Insulin human, isophane is used on its own or together with other medicines to treat diabetes.

Diabetes is a condition where your body is unable to produce enough insulin to control your blood sugar levels or insulin becomes ineffective (insulin resistance).

Insulin human, isophane is meant to be used as part of a complete diabetes management programme that should include exercise, a healthy diet, weight control, foot care, eye care, dental care and regular monitoring of blood sugar.

How do I take this medicine?

Use Insulin human, isophane exactly as directed by your doctor. Do not inject more or less than instructed by your doctor as small changes in the amount of this medicine may affect your blood sugar levels.

Insulin human, isophane should be injected subcutaneously (into the fatty layer under the skin, usually in the thigh, upper arm or abdomen area). Try to inject it quickly, completing the injection within 5 seconds. If injected too slowly, Insulin human, isophane may clog up the needle tip -- this may prevent the full dose from being delivered.

Insulin human, isophane is available as a vial and as a pre-filled pen. Make sure you know how to use the specific device you have been given. If you have problems or do not understand the instructions, ask your doctor or pharmacist. This medicine may become ineffective if your insulin pen does not work properly.

How to use insulin vial:
  1. Gather all the supplies you will need for injection (e.g. vial, syringe, alcohol swab, cotton).
  2. Wash your hands with soap and water.
  3. Pull off the protective colour cap of the medicine (on the top of the vial) then you will see a gray rubber stopper. Wipe the top of the gray rubber stopper with alcohol swab.
  4. Roll the vial between your hands in a horizontal (flat) position until the insulin suspension is evenly mixed. Do not shake the vial.
  5. Remove the needle cover of the syringe recommended by your doctor. Draw air, equal to your required dose, into the syringe by pulling back the plunger.
  6. Put the vial on a flat surface then insert the needle down the gray rubber stopper.
  7. Push the plunger of the syringe down to inject the air and keep the needle inside the vial.
  8. Turn the vial upside down. Slowly pull back the plunger to fill the syringe with your dose.
  9. Keep the needle inside the vial. To remove air bubbles, gently tap the needle with your fingers until the air bubbles rise to the top of syringe then slowly push the plunger up. Pull the plunger back down to measure your required dose.
  10. Remove the prepared syringe and needle from the vial and hold it in your hand that will inject the medicine.
  11. Wipe the selected injection site with alcohol swab and pinch the skin using your other hand. Push the plunger of the syringe as far as it will go to deliver your dose.
  12. Slowly let go of the skin and gently pull the needle out of the skin. Do not recap the needle.
  13. Place a cotton ball over the injection site and press for several seconds.
  14. Dispose your used needles and syringes according to your doctor or pharmacist’s instructions. Use new needle and syringe for each injection.
Ensure that you are using the correct type of syringe. Check with your doctor or nurse if you are not sure.
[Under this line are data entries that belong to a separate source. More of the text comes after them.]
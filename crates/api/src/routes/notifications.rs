//! Notification routes.

use axum::extract::{Path, State};
use axum::Json;
use database::{notification, Notification};
use serde::Serialize;

use crate::error::Result;
use crate::state::AppState;

/// How many notifications a single listing returns at most.
const LIST_LIMIT: i64 = 50;

#[derive(Serialize)]
pub struct UnreadCount {
    pub count: i64,
}

/// List a user's notifications, newest first.
pub async fn list(
    State(state): State<AppState>,
    Path(user_id): Path<i64>,
) -> Result<Json<Vec<Notification>>> {
    let notifications = notification::list_for(state.db.pool(), user_id, LIST_LIMIT).await?;
    Ok(Json(notifications))
}

/// Mark a single notification as read.
pub async fn mark_read(
    State(state): State<AppState>,
    Path(id): Path<i64>,
) -> Result<Json<serde_json::Value>> {
    notification::mark_read(state.db.pool(), id).await?;
    Ok(Json(serde_json::json!({ "success": true })))
}

/// Mark all of a user's notifications as read.
pub async fn mark_all_read(
    State(state): State<AppState>,
    Path(user_id): Path<i64>,
) -> Result<Json<serde_json::Value>> {
    notification::mark_all_read(state.db.pool(), user_id).await?;
    Ok(Json(serde_json::json!({ "success": true })))
}

/// Count a user's unread notifications.
pub async fn unread_count(
    State(state): State<AppState>,
    Path(user_id): Path<i64>,
) -> Result<Json<UnreadCount>> {
    let count = notification::unread_count(state.db.pool(), user_id).await?;
    Ok(Json(UnreadCount { count }))
}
How to use the insulin pre-filled pen:
  1. Prepare the injection pen as instructed by your doctor or nurse.
  2. Attach the needle to the injection pen. Ensure that the needle is screwed on securely.
  3. Dial the correct dose.
  4. Swab the injection site area with alcohol.
  5. Hold the injection pen with your thumb over the injection button.
  6. Press the injection pen against your body using the subcutaneous (under the skin) injection method.
  7. Use your thumb to push the injection button until it stops. Continue to hold the injection button in that position while slowly counting to 6 to get a full dose.
  8. Withdraw the injection pen from your body.
  9. Remove the needle from the pen. Never store the injection pen with the needle attached.
  10. Reset your pen as instructed by your doctor or nurse.
  11. Throw away the used needle. Recap your pen and store below 30°C or between 2 to 8°C.
  12. Use a new needle in every administration of this medicine.
Do not skip or delay meals after injecting insulin.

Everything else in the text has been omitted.